It was till yester-years that interest rates in the economy were regulated by the government and hence investors were able to rake in higher rate of interest enough to beat inflation but as the economy has now become more de-regulated, the charm of conservative investment instruments has faded ever since.
So, considering the sole purpose of investments as both RD and mutual funds set in some discipline in the investment pattern, here are discussed what should be your choice now.
1. Risk profile should decide you likely bet: As with other investments: Like other asset classes, you shall take a dig in either of the investments on the basis of your risk profile. If you are one of those who can afford no capital destruction, do go in for the RD schemes as these allow you to park some fixed sum on a month on month basis over the pre-decided term. And mutual funds, both debt as well as equity due to market based returns are exposed to some risk and hence should be given this dimension a look.
2. Return: Over the years, the rate of return on RD schemes has taken a hit due to RBIs monetary policy stance that looks to curb liquidity in the system so as to stabilize the financial system. So, while a highest fetching RD as in the case of Nainital Bank can earn you 7.9%, investment in debt or equity funds can earn you even higher. With this return you are best able to beat inflation and hence mutual fund investment provides better risk-return trade off.
The average returns generated by diversified equity mutual funds in last 5 years are around 18% CAGR.
3. Post tax returns are better in case of mutual fund SIP: In case of RDs, similar to FDs, in case the interest amount for the given financial year exceeds Rs. 10000 then it attracts TDS. Also, the income is added to the income from other sources when filing return of income and taxed as per the slab rate of the individual.
However, the taxation of mutual fund returns are far more tax-efficient, as long term capital gains now accrue if the investment in equity mutual fund is redeemed after a period of 1 year @ 10% while the short term capital gain @ 15% is taxed.
In case the returns are increased if you invested for long i.e. more than 3 years than indexation benefit @ 20% is available. But if the holding period is less than 3 years, returns are taxed as per the income tax slab of the investor concerned.
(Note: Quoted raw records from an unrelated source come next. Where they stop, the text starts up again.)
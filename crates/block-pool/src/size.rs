// Copyright (c) 2025 Dimitris Kafetzis
//
// Licensed under the MIT License.
// See LICENSE file in the project root for full license information.
//
// SPDX-License-Identifier: MIT

//! Human-readable byte sizes for provisioning requests.
//!
//! A [`ByteSize`] is what callers hand to the pool when they ask for
//! capacity. It parses the suffixes accepted on the command line and in
//! configuration files, and knows how many whole blocks it spans.

use crate::{PoolError, BLOCK_SIZE};
use std::fmt;

const KIB: usize = 1024;
const MIB: usize = 1024 * 1024;
const GIB: usize = 1024 * 1024 * 1024;

/// A byte count.
///
/// # Parsing
/// Binary suffixes are single letters, decimal suffixes end in `B`:
/// - `"512K"` → 512 × 1024, `"512KB"` → 512 × 1000
/// - `"64M"` → 64 × 1024², `"64MB"` → 64 × 1000²
/// - `"2G"` → 2 × 1024³, `"2GB"` → 2 × 1000³
/// - `"131072"` → raw byte count
///
/// # Examples
/// ```
/// use block_pool::ByteSize;
///
/// let s = ByteSize::parse("64M").unwrap();
/// assert_eq!(s.as_bytes(), 64 * 1024 * 1024);
/// assert_eq!(s.blocks(), 512);
///
/// assert_eq!(ByteSize::parse("1KB").unwrap().as_bytes(), 1000);
/// ```
#[derive(Debug, Clone, Copy, PartialEq, Eq, PartialOrd, Ord, serde::Serialize, serde::Deserialize)]
#[serde(transparent)]
pub struct ByteSize {
    bytes: usize,
}

impl ByteSize {
    /// Creates a size from a byte count.
    pub fn from_bytes(bytes: usize) -> Self {
        Self { bytes }
    }

    /// Creates a size from mebibytes.
    pub fn from_mb(mb: usize) -> Self {
        Self { bytes: mb * MIB }
    }

    /// Creates a size from a block count.
    pub fn from_blocks(blocks: usize) -> Self {
        Self {
            bytes: blocks * BLOCK_SIZE,
        }
    }

    /// Returns the size in bytes.
    pub fn as_bytes(&self) -> usize {
        self.bytes
    }

    /// Returns the number of whole blocks needed to hold this many bytes.
    pub fn blocks(&self) -> usize {
        self.bytes.div_ceil(BLOCK_SIZE)
    }

    /// Parses a size string. Case-insensitive; whitespace around the
    /// string is ignored. Zero is rejected.
    pub fn parse(s: &str) -> Result<Self, PoolError> {
        let input = s.trim();
        let invalid = |detail: &str| PoolError::InvalidSize {
            input: s.to_string(),
            detail: detail.to_string(),
        };

        if input.is_empty() {
            return Err(invalid("empty string"));
        }

        let upper = input.to_ascii_uppercase();
        let split = upper
            .find(|c: char| !c.is_ascii_digit())
            .unwrap_or(upper.len());
        let (digits, suffix) = upper.split_at(split);

        let multiplier = match suffix {
            "" => 1,
            "K" => KIB,
            "KB" => 1000,
            "M" => MIB,
            "MB" => 1000 * 1000,
            "G" => GIB,
            "GB" => 1000 * 1000 * 1000,
            _ => return Err(invalid("expected a number followed by K, KB, M, MB, G or GB")),
        };

        if digits.is_empty() {
            return Err(invalid("missing number"));
        }
        let value: usize = digits.parse().map_err(|_| invalid("number too large"))?;
        let bytes = value
            .checked_mul(multiplier)
            .ok_or_else(|| invalid("size overflows"))?;

        if bytes == 0 {
            return Err(invalid("size must be non-zero"));
        }

        Ok(Self { bytes })
    }
}

impl std::str::FromStr for ByteSize {
    type Err = PoolError;

    fn from_str(s: &str) -> Result<Self, Self::Err> {
        Self::parse(s)
    }
}

impl fmt::Display for ByteSize {
    fn fmt(&self, f: &mut fmt::Formatter<'_>) -> fmt::Result {
        if self.bytes >= GIB && self.bytes % GIB == 0 {
            write!(f, "{} GiB", self.bytes / GIB)
        } else if self.bytes >= MIB && self.bytes % MIB == 0 {
            write!(f, "{} MiB", self.bytes / MIB)
        } else if self.bytes >= KIB && self.bytes % KIB == 0 {
            write!(f, "{} KiB", self.bytes / KIB)
        } else {
            write!(f, "{} B", self.bytes)
        }
    }
}

#[cfg(test)]
mod tests {
    use super::*;

    #[test]
    fn test_binary_suffixes() {
        assert_eq!(ByteSize::parse("128K").unwrap().as_bytes(), 128 * 1024);
        assert_eq!(ByteSize::parse("64M").unwrap().as_bytes(), 64 * MIB);
        assert_eq!(ByteSize::parse("2G").unwrap().as_bytes(), 2 * GIB);
    }

    #[test]
    fn test_decimal_suffixes() {
        assert_eq!(ByteSize::parse("5KB").unwrap().as_bytes(), 5_000);
        assert_eq!(ByteSize::parse("5MB").unwrap().as_bytes(), 5_000_000);
        assert_eq!(ByteSize::parse("1GB").unwrap().as_bytes(), 1_000_000_000);
    }

    #[test]
    fn test_case_and_whitespace() {
        assert_eq!(ByteSize::parse("  64m ").unwrap().as_bytes(), 64 * MIB);
        assert_eq!(ByteSize::parse("5kb").unwrap().as_bytes(), 5_000);
    }

    #[test]
    fn test_raw_bytes() {
        assert_eq!(ByteSize::parse("131072").unwrap().as_bytes(), BLOCK_SIZE);
    }

    #[test]
    fn test_invalid() {
        assert!(ByteSize::parse("").is_err());
        assert!(ByteSize::parse("abc").is_err());
        assert!(ByteSize::parse("M").is_err());
        assert!(ByteSize::parse("0").is_err());
        assert!(ByteSize::parse("0M").is_err());
        assert!(ByteSize::parse("12T").is_err());
        assert!(ByteSize::parse("1.5G").is_err());
        assert!(ByteSize::parse("-4K").is_err());
        assert!(ByteSize::parse("99999999999999999999999G").is_err());
    }

    #[test]
    fn test_blocks_round_up() {
        assert_eq!(ByteSize::from_bytes(1).blocks(), 1);
        assert_eq!(ByteSize::from_bytes(BLOCK_SIZE).blocks(), 1);
        assert_eq!(ByteSize::from_bytes(BLOCK_SIZE + 1).blocks(), 2);
        assert_eq!(ByteSize::from_mb(1).blocks(), 8);
        assert_eq!(ByteSize::from_blocks(3).as_bytes(), 3 * BLOCK_SIZE);
    }

    #[test]
    fn test_display() {
        assert_eq!(ByteSize::from_bytes(2 * GIB).to_string(), "2 GiB");
        assert_eq!(ByteSize::from_mb(512).to_string(), "512 MiB");
        assert_eq!(ByteSize::from_bytes(BLOCK_SIZE).to_string(), "128 KiB");
        assert_eq!(ByteSize::from_bytes(1000).to_string(), "1000 B");
    }

    #[test]
    fn test_from_str() {
        let s: ByteSize = "1M".parse().unwrap();
        assert_eq!(s, ByteSize::from_mb(1));
    }

    #[test]
    fn test_serde_transparent() {
        let json = serde_json::to_string(&ByteSize::from_bytes(4096)).unwrap();
        assert_eq!(json, "4096");
        let back: ByteSize = serde_json::from_str(&json).unwrap();
        assert_eq!(back.as_bytes(), 4096);
    }
}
So, considering the given financial landscape, where earning each and every penny is so difficult, you need to even deploy your funds in a manner diligently such that no only you earn handful returns on them but are also able to meet out your long term financial goals. And SIP in mutual funds with all the benefits such as rupee cost averaging and compounding has the power to yield you substantial return provided you stay invested through the tenure. And even in case you face some exigency, it is best to not redeem the investment and instead pause your investment for a time being.